On hearing her dead fiancés’ name Madeleine went pale. It was getting on for five months now since his death, and in recent weeks she had been so fully occupied that she had had little time to brood upon it. With a sudden feeling of guilt she realised that she had hardly thought about him at all since becoming the matron of the nursing-home, but this mention of him, and the fact that she was in the house where he had lived, brought the whole tragedy back vividly to her.

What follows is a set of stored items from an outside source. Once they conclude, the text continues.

use crate::snapshot::Snapshot;
use crate::storage::Storage;
use chrono::Utc;
use std::time::{Duration, Instant};
use tracing::{debug, warn};

pub const DEFAULT_DEBOUNCE: Duration = Duration::from_millis(800);

#[derive(Debug, Clone, PartialEq, Eq)]
pub enum SaveStatus {
    /// Rien en attente.
    Idle,
    /// Une écriture attend la fin de la fenêtre.
    Waiting,
    Saved,
    Failed(String),
}

#[derive(Debug, Clone)]
struct PendingWrite {
    snapshot: Snapshot,
    due: Instant,
}

/// Écriture différée : seul le dernier snapshot programmé dans la fenêtre est envoyé.
///
/// L'horloge est fournie par l'appelant. Un échec n'annule rien côté mémoire
/// et n'est pas rejoué : la prochaine programmation repartira du nouvel état.
#[derive(Debug, Clone)]
pub struct Autosave {
    window: Duration,
    pending: Option<PendingWrite>,
}

impl Default for Autosave {
    fn default() -> Self {
        Self::new(DEFAULT_DEBOUNCE)
    }
}

impl Autosave {
    pub fn new(window: Duration) -> Self {
        Self {
            window,
            pending: None,
        }
    }

    /// Remplace l'écriture en attente et relance la fenêtre.
    pub fn schedule(&mut self, snapshot: Snapshot, now: Instant) {
        if self.pending.is_some() {
            debug!("autosave: superseding pending snapshot");
        }
        self.pending = Some(PendingWrite {
            snapshot,
            due: now + self.window,
        });
    }

    pub fn cancel(&mut self) -> bool {
        self.pending.take().is_some()
    }

    pub fn is_pending(&self) -> bool {
        self.pending.is_some()
    }

    pub fn due_at(&self) -> Option<Instant> {
        self.pending.as_ref().map(|p| p.due)
    }

    /// Envoie le snapshot en attente si sa fenêtre est écoulée.
    pub fn poll<S: Storage + ?Sized>(
        &mut self,
        now: Instant,
        storage: &S,
        workspace: &str,
    ) -> SaveStatus {
        let Some(due) = self.due_at() else {
            return SaveStatus::Idle;
        };
        if now < due {
            return SaveStatus::Waiting;
        }
        self.flush(storage, workspace)
    }

    /// Envoie immédiatement le snapshot en attente, sans attendre la fenêtre.
    pub fn flush<S: Storage + ?Sized>(&mut self, storage: &S, workspace: &str) -> SaveStatus {
        let Some(PendingWrite { mut snapshot, .. }) = self.pending.take() else {
            return SaveStatus::Idle;
        };
        snapshot.saved_at = Some(Utc::now());
        let result = snapshot
            .to_value()
            .and_then(|blob| storage.save(workspace, &blob));
        match result {
            Ok(()) => SaveStatus::Saved,
            Err(err) => {
                warn!(workspace, error = %err, "autosave failed");
                SaveStatus::Failed(err.to_string())
            }
        }
    }
}
use super::{PlanError, Planner};
use crate::model::{find_agent, Agent, DayBlock, Weekday};
use crate::vacation::VacationRange;
use chrono::NaiveDate;
use tracing::info;

pub(super) fn add_agent(planner: &mut Planner, agent: Agent) -> Result<(), PlanError> {
    let name = agent.name.trim().to_string();
    if name.is_empty() {
        return Err(PlanError::EmptyAgentName);
    }
    if find_agent(&planner.agents, &name).is_some() {
        return Err(PlanError::DuplicateAgent(name));
    }
    let agent = Agent { name, ..agent };
    info!(agent = %agent.name, "agent added");
    planner.agents.push(agent);
    Ok(())
}

/// Supprime l'agent ainsi que son roster et ses congés.
pub(super) fn remove_agent(planner: &mut Planner, name: &str) -> Result<Agent, PlanError> {
    let Some(pos) = planner.agents.iter().position(|a| a.name == name) else {
        return Err(PlanError::UnknownAgent(name.to_string()));
    };
    let removed = planner.agents.remove(pos);
    planner.roster.remove_agent(name);
    planner.vacations.clear_agent(name);
    info!(agent = name, "agent removed (roster and vacations cleared)");
    Ok(removed)
}

pub(super) fn set_block(
    planner: &mut Planner,
    name: &str,
    day: Weekday,
    block: DayBlock,
) -> Result<(), PlanError> {
    ensure_known(planner, name)?;
    planner.roster.set_block(name, day, block);
    Ok(())
}

pub(super) fn add_vacation(
    planner: &mut Planner,
    name: &str,
    start: NaiveDate,
    end: NaiveDate,
) -> Result<(), PlanError> {
    ensure_known(planner, name)?;
    planner.vacations.add_range(name, start, end)?;
    Ok(())
}

pub(super) fn remove_vacation(
    planner: &mut Planner,
    name: &str,
    index: usize,
) -> Result<VacationRange, PlanError> {
    ensure_known(planner, name)?;
    Ok(planner.vacations.remove_range(name, index)?)
}

fn ensure_known(planner: &Planner, name: &str) -> Result<(), PlanError> {
    match find_agent(&planner.agents, name) {
        Some(_) => Ok(()),
        None => Err(PlanError::UnknownAgent(name.to_string())),
    }
}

Seeing her agitation, Kuporovitch walked over to the side-table on which there was a decanter of brandy and some glasses. As he poured her out a stiff tot he said to the Mayor: ‘While we’re in your house I fear you will have to regard us as an army of occupation. We shall take what we want, and I shall give you chits for it. After all, there won’t be much difference between that and the worthless marks the German Army is foisting on the French people; although actually my paper is a better bet, as I am a comparatively honest person, and if I escape death or capture until the end of the war I shall pay you in real money afterwards.’
Ferrière groaned, but made no protest, as the Russian poured out two more goes of cognac for Pierre and himself. Then he looked across at the Mayor with an amused smile and said: ‘Won’t you join us?’
‘Why not?’ sighed his victim. ‘I might as well at least drink a small share of my own brandy.’ It was his final surrender, and Kuporovitch knew then that they would have no more trouble with him, at all events for the time being.
When they had finished their drinks Pierre left them, it having been agreed that neither of the parties should attempt to get in touch with the other for the next few days, except in a case of emergency. He had hardly gone when Madame Chautemps came downstairs to say that the rooms were ready, and, well-satisfied with the evening’s proceedings, having wished her and their host good-night, the two fugitives from the Gestapo went up to bed.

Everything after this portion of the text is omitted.